◆ Task requirements
Each line of the records below that contains "object" needs to be copied.

◆ Records for processing
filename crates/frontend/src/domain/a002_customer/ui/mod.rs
pub mod details;
pub mod list;
use std::fmt;
use std::str::FromStr;

use serde::{Deserialize, Serialize};

use crate::Result;

/// How `ctxmap map` and `ctxmap find` print their results.
///
/// `Text` prints the rendered map, or the navigation summary with its
/// `│` snippet lines. `Json` prints the same result as a camelCase object:
/// `{ "map": ..., "report": ... }` for `map`, and the symbol navigation
/// structure for `find`. Parsing is case-insensitive so the value can come
/// straight from a `--format` flag.
///
/// # Examples
///
/// ```
/// use ctxmap_core::OutputFormat;
///
/// let format: OutputFormat = "Json".parse().unwrap();
/// assert_eq!(format, OutputFormat::Json);
/// assert_eq!(format.to_string(), "json");
/// ```
#[derive(Debug, Clone, Copy, Default, PartialEq, Eq, Serialize, Deserialize)]
#[serde(rename_all = "lowercase")]
pub enum OutputFormat {
    #[default]
    Text,
    Json,
}

impl OutputFormat {
    pub const VARIANTS: [&'static str; 2] = ["text", "json"];
}

impl fmt::Display for OutputFormat {
    fn fmt(&self, f: &mut fmt::Formatter<'_>) -> fmt::Result {
        match self {
            OutputFormat::Text => f.write_str("text"),
            OutputFormat::Json => f.write_str("json"),
        }
    }
}

impl FromStr for OutputFormat {
    type Err = String;

    fn from_str(s: &str) -> std::result::Result<Self, Self::Err> {
        match s.to_ascii_lowercase().as_str() {
            "text" => Ok(OutputFormat::Text),
            "json" => Ok(OutputFormat::Json),
            other => Err(format!(
                "unknown output format `{other}` (expected one of: {})",
                Self::VARIANTS.join(", ")
            )),
        }
    }
}

/// Pretty-printed JSON for `--format json` output.
///
/// # Errors
///
/// Returns [`MapError::Serialization`](crate::MapError::Serialization) if
/// `value` cannot be represented as JSON.
pub fn to_json<T: Serialize + ?Sized>(value: &T) -> Result<String> {
    Ok(serde_json::to_string_pretty(value)?)
}

#[cfg(test)]
mod tests {
    use std::collections::BTreeMap;

    use super::*;
    use crate::MapError;

    #[test]
    fn format_flag_parses_any_case() {
        for (flag, expected) in [
            ("text", OutputFormat::Text),
            ("TEXT", OutputFormat::Text),
            ("json", OutputFormat::Json),
            ("Json", OutputFormat::Json),
        ] {
            assert_eq!(flag.parse::<OutputFormat>().unwrap(), expected);
        }
    }

    #[test]
    fn unknown_format_lists_choices() {
        let err = "xml".parse::<OutputFormat>().unwrap_err();
        assert!(err.contains("xml"));
        assert!(err.contains("text, json"));
    }

    #[test]
    fn display_matches_variants() {
        assert_eq!(OutputFormat::Text.to_string(), OutputFormat::VARIANTS[0]);
        assert_eq!(OutputFormat::Json.to_string(), OutputFormat::VARIANTS[1]);
        assert_eq!(OutputFormat::default(), OutputFormat::Text);
    }

    #[test]
    fn to_json_pretty_prints() {
        let value = BTreeMap::from([("map", "a.py:\n│def a():")]);
        let json = to_json(&value).unwrap();
        assert!(json.starts_with("{\n  \"map\""), "{json}");
    }

    #[test]
    fn to_json_reports_serialization_errors() {
        // JSON object keys must be strings.
        let value = BTreeMap::from([((1, 2), "pair key")]);
        let err = to_json(&value).unwrap_err();
        assert!(matches!(err, MapError::Serialization(_)));
        assert!(err.to_string().starts_with("serialization error:"));
    }
}
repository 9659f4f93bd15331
use std::path::PathBuf;

/// Errors that can occur while building repository maps.
///
/// Only caller contract violations and misconfiguration surface here.
/// Per-file problems (unsupported language, undecodable content) are
/// recorded as soft exclusions instead.
///
/// # Examples
///
/// ```
/// use ctxmap_core::MapError;
///
/// let err = MapError::Config("max_map_tokens must be set".into());
/// assert!(err.to_string().contains("max_map_tokens"));
/// ```
#[derive(Debug, thiserror::Error, miette::Diagnostic)]
pub enum MapError {
    /// Filesystem I/O failure.
    #[error("IO error: {0}")]
    Io(#[from] std::io::Error),

    /// Invalid configuration.
    #[error("configuration error: {0}")]
    #[diagnostic(code(ctxmap::config), help("run `ctxmap init` for a commented template"))]
    Config(String),

    /// JSON serialization / deserialization failure.
    #[error("serialization error: {0}")]
    Serialization(#[from] serde_json::Error),

    /// TOML deserialization failure.
    #[error("TOML parse error: {0}")]
    #[diagnostic(code(ctxmap::config))]
    Toml(#[from] toml::de::Error),

    /// An input path does not exist.
    #[error("path not found: {}", .0.display())]
    #[diagnostic(code(ctxmap::path))]
    PathNotFound(PathBuf),

    /// The repository root is not a directory.
    #[error("not a directory: {}", .0.display())]
    #[diagnostic(code(ctxmap::path), help("the repository root must be a directory"))]
    NotADirectory(PathBuf),

    /// A tag query failed to compile for a language.
    #[error("invalid tag query for {language}: {message}")]
    Query { language: String, message: String },

    /// A grammar could not be loaded into the parser.
    #[error("language error: {0}")]
    Language(String),
}

#[cfg(test)]
mod tests {
    use super::*;

    #[test]
    fn io_error_converts() {
        let io_err = std::io::Error::new(std::io::ErrorKind::NotFound, "gone");
        let err: MapError = io_err.into();
        assert!(err.to_string().contains("gone"));
    }

    #[test]
    fn config_error_displays_message() {
        let err = MapError::Config("bad value".into());
        assert_eq!(err.to_string(), "configuration error: bad value");
    }

    #[test]
    fn path_not_found_shows_path() {
        let err = MapError::PathNotFound(PathBuf::from("/tmp/missing"));
        assert!(err.to_string().contains("/tmp/missing"));
    }

    #[test]
    fn query_error_names_language() {
        let err = MapError::Query {
            language: "python".into(),
            message: "invalid node type".into(),
        };
        assert_eq!(
            err.to_string(),
            "invalid tag query for python: invalid node type"
        );
    }
}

◆ Answer section
/// `│` snippet lines. `Json` prints the same result as a camelCase object:
        // JSON object keys must be strings.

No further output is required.